Showreels – an important tool of the trade and one that you have to get right. Here are a few suggestions on how to get started.
A showreel is essentially a video ad for your services as an actor. It shows clips of your previous work and is useful when seeking an agent for representation or for when you have to audition long-distance (ie. for an overseas production, or even interstate). It is also useful to put on your website, but more about that next month.
A general rule of thumb is to keep your showreel at under 3 minutes. Casting people and agents have limited time. And with the advent of DVDs, you always have the option of including longer scenes and full scenes in an “extras” section, which gives them the chance to look at you in more depth, if they wish.
Choose clips that best reflect your ability and range. Try not to include scenes or clips that focus too much on the other actors in the scene – this is YOUR ad, after all, not theirs. The only time this rule can be broken is if they are a well-known actor and you’re not, but you should still have at least equal screen time, even in that situation.

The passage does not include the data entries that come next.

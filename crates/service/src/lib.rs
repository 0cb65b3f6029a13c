//! Service layer for SOS requests.
//! - `records`: record store trait with table-store and file-backed implementations.
//! - `sos`: submission, listing, resolution and deletion rules.
//! - `sweeper`: background removal of expired records.

pub mod errors;
pub mod metrics;
pub mod records;
pub mod sos;
pub mod storage;
pub mod sweeper;
#[cfg(test)]
pub mod test_support;

pub use records::RecordStore;
pub use sos::SosService;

Please do not use amateur theatre footage that shows you as an unrecognisable blob on the stage – in fact, try to avoid using any non-professional stage work. Showreels are usually used for film and television work only, so stick to screen work, if at all possible, and try to only use good quality, well-shot and lit clips.
Of course, when you’re first starting out, you are unlikely to have any footage for a showreel, and that’s where specially shot scenes and clips come in.
There are a few companies who offer this service – but please make sure you check them out thoroughly before committing to working with them. Does the director have professional credits? Is the camera person a professional? Are they using a studio or is it to be on location? Do they offer to edit your reel as part of the service? How many copies will you get and how will they be presented? Are they considered reputable in the industry?
DO YOUR HOMEWORK – there are sadly far too many people who will try to take advantage of actors, so make sure you know everything possible about the company and the people before agreeing to employ them to help you sell yourself to the industry. (Which is what you’re doing).
Your showreel should be updated every few months – once a year at least. A cost effective way of doing it is by doing it yourself (many actors do), but only if you’re technically savvy and have an understanding of editing and marketing (and a fast enough computer to carry all the video editing and DVD authoring software required).
Presentation is key with this tool – not only should the reel itself look slick and showcase you effectively, the cover of the DVD (or VHS) should also look appealing and give a taste of who you are. Put your headshot on the front cover, include your contact information on the back and maybe a short biography.
One Minute Reels
There is a trend that has started up of using one minute reels – due to Casting Directors’ having less and less time to view reels. This could be seen as a challenge to actors – I mean, what if your great scene opposite a really well-known actor goes for a minute and a half?? Well, I suggest that you view the one-minute reel as a ‘trailer’ for your longer reel (which only goes for three minutes anyway, right?). Use your one-minute reel the way that a feature film uses a trailer. JUST USE THE HIGHLIGHTS.
Do you get to slap that well-known actor? Use that bit of the scene. Do you get to share a ‘moment’ on screen together? Use that. Do you have some very funny lines in other work? Use those. Do you have a dramatic/angry/upset moment? Use that. Basically, edit together all the highlights of your screen career to date – like a trailer.
Be creative with how they’re linked up. I had one reel that cut from line to line and made up a kind of one-minute monologue, for example. But it doesn’t necessarily have to make sense or tell a story – the people looking at your reel know it’s a one-minute showreel – so they’ll just be looking at your talent, not your editing ability.
Ultimately remember this fact – this tool is selling YOU. So make it the best you can.